Problem:
Go through the records below and copy out every line holding "DatasetManager".

☆ ☆ ☆ ☆

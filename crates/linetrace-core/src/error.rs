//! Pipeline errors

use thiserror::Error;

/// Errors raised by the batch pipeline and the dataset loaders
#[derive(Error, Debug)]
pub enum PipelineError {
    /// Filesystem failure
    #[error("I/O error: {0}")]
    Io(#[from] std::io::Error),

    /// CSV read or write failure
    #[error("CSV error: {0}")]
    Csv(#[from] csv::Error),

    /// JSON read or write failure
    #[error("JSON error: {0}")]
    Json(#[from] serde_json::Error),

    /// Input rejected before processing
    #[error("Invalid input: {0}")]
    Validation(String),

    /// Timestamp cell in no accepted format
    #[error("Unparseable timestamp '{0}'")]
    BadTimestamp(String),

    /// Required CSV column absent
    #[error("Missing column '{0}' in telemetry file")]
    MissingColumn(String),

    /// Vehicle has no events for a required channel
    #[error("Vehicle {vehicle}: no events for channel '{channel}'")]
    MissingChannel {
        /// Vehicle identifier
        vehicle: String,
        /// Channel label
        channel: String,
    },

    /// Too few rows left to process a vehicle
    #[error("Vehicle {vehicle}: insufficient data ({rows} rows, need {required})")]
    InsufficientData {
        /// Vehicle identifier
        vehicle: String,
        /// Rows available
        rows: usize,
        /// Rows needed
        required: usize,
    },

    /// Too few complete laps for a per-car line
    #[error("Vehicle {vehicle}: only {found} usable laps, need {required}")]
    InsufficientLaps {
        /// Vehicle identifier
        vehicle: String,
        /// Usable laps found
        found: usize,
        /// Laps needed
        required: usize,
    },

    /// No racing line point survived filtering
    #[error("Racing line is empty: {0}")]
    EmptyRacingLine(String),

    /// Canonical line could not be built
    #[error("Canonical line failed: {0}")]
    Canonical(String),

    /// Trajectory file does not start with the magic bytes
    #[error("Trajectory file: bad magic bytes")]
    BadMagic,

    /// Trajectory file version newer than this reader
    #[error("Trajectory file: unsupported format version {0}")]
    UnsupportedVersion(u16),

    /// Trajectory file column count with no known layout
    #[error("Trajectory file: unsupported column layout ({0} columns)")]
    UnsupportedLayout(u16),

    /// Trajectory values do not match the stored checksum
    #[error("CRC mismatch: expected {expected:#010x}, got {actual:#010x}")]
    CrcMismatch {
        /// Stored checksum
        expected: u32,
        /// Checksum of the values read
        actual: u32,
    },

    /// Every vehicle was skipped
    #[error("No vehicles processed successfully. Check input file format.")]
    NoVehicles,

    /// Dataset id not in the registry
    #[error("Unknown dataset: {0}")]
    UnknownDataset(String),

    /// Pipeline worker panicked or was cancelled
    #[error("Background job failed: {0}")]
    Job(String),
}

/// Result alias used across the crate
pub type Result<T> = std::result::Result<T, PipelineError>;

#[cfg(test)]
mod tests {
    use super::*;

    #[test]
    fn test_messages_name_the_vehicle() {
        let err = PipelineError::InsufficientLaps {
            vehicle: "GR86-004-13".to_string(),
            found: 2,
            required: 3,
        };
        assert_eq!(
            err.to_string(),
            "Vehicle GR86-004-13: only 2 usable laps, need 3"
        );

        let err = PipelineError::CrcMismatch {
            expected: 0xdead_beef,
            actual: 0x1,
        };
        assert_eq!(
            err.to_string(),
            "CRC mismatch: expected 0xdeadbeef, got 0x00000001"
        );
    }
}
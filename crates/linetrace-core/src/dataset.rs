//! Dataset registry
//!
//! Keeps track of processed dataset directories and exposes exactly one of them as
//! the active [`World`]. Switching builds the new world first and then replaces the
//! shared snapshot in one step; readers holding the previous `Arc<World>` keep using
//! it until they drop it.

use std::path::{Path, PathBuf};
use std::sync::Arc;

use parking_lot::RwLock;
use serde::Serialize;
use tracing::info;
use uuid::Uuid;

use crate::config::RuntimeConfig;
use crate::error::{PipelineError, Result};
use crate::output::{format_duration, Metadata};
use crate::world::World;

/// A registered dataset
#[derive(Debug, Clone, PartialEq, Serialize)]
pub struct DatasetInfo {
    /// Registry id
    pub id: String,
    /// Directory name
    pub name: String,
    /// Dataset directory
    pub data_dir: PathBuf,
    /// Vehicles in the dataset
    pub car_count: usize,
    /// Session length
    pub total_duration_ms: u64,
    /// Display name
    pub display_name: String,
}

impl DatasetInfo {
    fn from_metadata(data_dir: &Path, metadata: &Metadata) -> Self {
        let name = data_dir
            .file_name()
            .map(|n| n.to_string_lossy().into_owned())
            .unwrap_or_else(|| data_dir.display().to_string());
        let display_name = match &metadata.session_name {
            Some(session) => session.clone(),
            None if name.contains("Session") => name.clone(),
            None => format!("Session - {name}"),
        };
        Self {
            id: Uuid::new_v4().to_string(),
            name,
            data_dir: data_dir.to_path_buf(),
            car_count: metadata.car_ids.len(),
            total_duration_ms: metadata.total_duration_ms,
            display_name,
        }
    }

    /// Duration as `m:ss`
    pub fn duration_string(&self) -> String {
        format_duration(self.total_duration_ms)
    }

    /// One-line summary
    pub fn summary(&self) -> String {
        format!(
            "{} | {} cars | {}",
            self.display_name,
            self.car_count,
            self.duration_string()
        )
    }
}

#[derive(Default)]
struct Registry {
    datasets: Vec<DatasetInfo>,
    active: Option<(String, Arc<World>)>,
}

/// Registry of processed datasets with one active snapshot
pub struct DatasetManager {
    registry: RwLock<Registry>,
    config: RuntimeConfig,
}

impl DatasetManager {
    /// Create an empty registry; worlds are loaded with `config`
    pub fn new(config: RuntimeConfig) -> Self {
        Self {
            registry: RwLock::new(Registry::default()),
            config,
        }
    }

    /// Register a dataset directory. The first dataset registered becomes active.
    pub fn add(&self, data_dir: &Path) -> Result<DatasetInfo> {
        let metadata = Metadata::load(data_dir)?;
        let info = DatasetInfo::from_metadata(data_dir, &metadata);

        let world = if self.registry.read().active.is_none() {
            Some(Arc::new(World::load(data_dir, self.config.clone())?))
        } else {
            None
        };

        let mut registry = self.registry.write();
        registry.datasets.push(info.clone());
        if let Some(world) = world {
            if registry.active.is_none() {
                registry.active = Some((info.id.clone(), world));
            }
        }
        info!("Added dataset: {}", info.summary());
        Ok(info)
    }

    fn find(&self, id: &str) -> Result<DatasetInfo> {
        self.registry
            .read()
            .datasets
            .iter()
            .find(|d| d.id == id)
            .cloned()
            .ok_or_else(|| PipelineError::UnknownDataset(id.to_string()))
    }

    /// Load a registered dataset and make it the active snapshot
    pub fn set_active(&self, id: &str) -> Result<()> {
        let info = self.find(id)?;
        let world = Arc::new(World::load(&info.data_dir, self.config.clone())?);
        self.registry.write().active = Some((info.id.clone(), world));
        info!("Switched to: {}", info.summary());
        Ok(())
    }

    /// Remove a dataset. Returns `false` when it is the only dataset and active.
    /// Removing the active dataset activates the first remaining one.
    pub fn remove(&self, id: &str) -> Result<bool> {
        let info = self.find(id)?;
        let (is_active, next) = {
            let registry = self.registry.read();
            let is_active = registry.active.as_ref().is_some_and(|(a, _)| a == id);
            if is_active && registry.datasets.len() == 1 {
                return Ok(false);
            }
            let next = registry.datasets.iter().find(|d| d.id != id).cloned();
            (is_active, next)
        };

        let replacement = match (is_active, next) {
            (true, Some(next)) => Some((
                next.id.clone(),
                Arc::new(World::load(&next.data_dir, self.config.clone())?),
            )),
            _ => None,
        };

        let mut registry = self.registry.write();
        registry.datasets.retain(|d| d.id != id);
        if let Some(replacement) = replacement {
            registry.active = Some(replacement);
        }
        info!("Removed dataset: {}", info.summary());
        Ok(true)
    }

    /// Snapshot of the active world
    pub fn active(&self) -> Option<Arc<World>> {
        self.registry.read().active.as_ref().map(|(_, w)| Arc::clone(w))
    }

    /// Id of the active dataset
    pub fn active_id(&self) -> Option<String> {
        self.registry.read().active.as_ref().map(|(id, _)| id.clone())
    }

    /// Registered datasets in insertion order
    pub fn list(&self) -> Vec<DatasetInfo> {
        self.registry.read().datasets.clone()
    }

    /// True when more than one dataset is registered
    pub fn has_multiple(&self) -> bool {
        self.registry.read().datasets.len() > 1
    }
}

☆ ☆ ☆ ☆

Answer to the problem:
pub struct DatasetManager {
impl DatasetManager {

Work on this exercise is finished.